By Daily Bruin Staff

Oct. 31, 1996 9:00 p.m.

Friday, November 1, 1996

216 ­ NO:

Propositions sacrifice affordability to fund more regulationBy
Emma Gordon

California is considered by many to be a land of opportunity.
Yet, even here in the best of times there are countless numbers of
men, women and children who struggle daily to survive.

Unfortunately, the number of economically challenged individuals
could rise substantially if two health-care initiatives on
November’s ballot, Propositions 214 and 216, are not defeated.

Positioned by proponents as measures that will help reform
health care in California, these initiatives, according to unbiased
sources, will not provide more or better care to anyone. In fact,
they will have a damaging effect on health care.

Why? Because both measures are expected to drive up medical
costs and insurance premiums by double-digit percentages making it
that much more difficult for many Californians to afford health
insurance. Not only that, the measures contain no provisions that
lead to improved quality of care.

If passed, health-care workers will be forced to hold costs down
as new initiative-related fees are imposed upon them. They might
have to eliminate treatment to those who need it most so they can
balance the increased administrative costs brought on by those
measures, desperately hurting the health clinics that serve women
and children.

The sponsors wrote Propositions 214 and 216 so that it would be
virtually impossible for health-care businesses to discharge
employees, even if their services are no longer needed. Under
Proposition 216, health facilities, such as Planned Parenthood,
would be financially penalized for becoming more efficient if they
no longer need a certain number of hospital beds or if they merge
resources and reorganize. All of these fees would be used to fund a
new bureaucracy ­ the primary purpose of which will be to
administer the collection of the new fees. Then, if there is any
money left, they will be used to fund services for the
underprivileged. This is typical of a politically motivated tax
designed to feed the bureaucracy first and then care for the people
second.

What would the statewide costs be? The nonpartisan Legislative
Analyst’s office estimates that both Propositions 214 and 216 would
result in unknown additional costs, probably in the range of tens
of millions to hundreds of millions of dollars annually.

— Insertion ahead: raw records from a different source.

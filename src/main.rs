use amplc::driver::{self, Config, Outcome};
use colored::Colorize;
use getopts::Options;
use std::env;
use std::path::PathBuf;
use std::process::exit;

fn main() {
  let args: Vec<String> = env::args().collect();
  let bin = args.first().cloned().unwrap_or_else(|| "amplc".into());

  let mut opts = Options::new();
  opts.optflag("S", "", "Print generated Jasmin assembly, do not assemble");
  opts.optopt("o", "", "Directory for the .j and .class files", "DIR");
  opts.optflag("h", "help", "Print this help menu");

  let matches = match opts.parse(args.iter().skip(1)) {
    Ok(m) => m,
    Err(f) => fail(&bin, &f.to_string()),
  };

  let usage = opts.usage(&format!("Usage: {bin} [options] <file.ampl>"));
  if matches.opt_present("h") {
    print!("{usage}");
    return;
  }

  let [source_path] = matches.free.as_slice() else {
    eprint!("{usage}");
    exit(1);
  };

  let config = Config {
    output_dir: matches.opt_str("o").map(PathBuf::from),
    emit_only: matches.opt_present("S"),
    ..Config::from_env(source_path)
  };

  let source = driver::check_environment(&config).and_then(|()| driver::read_source(&config));
  let source = match source {
    Ok(source) => source,
    Err(e) => fail(&bin, &e.to_string()),
  };

  match driver::build(&config, &source) {
    Ok(Outcome::Assembly(asm)) => print!("{asm}"),
    Ok(Outcome::Assembled { .. }) => {}
    Err(e) => fail(&bin, &e.render(&config.source_name(), &source)),
  }
}

fn fail(bin: &str, message: &str) -> ! {
  eprintln!("{}: {} {message}", bin, "error:".red().bold());
  exit(1)
}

What would the consumers get? More exhaustive regulations,
prohibitions on incentives for doctors to keep patients healthy,
requirements that doctors perform redundant examinations on
patients and requirements that health-care businesses, like women’s
clinics, engage in extensive red-tape procedures.

Consumers and health care workers will all face higher costs,
forcing them to choose between providing service or denying it if
it becomes too costly for them to treat patients. Another likely
scenario is higher insurance costs that would result in fewer
numbers of individuals with access to affordable, available health
care. Expected to be hardest hit if these measures pass are the
women and children who rely on health-care facilities and county
hospitals.

Californians have enough to worry about without having to wonder
if we’ll be able to maintain affordable health-insurance programs.
While our state has made great strides in making health care more
affordable so that more consumers can be covered, we risk turning
those gains into losses with these initiatives.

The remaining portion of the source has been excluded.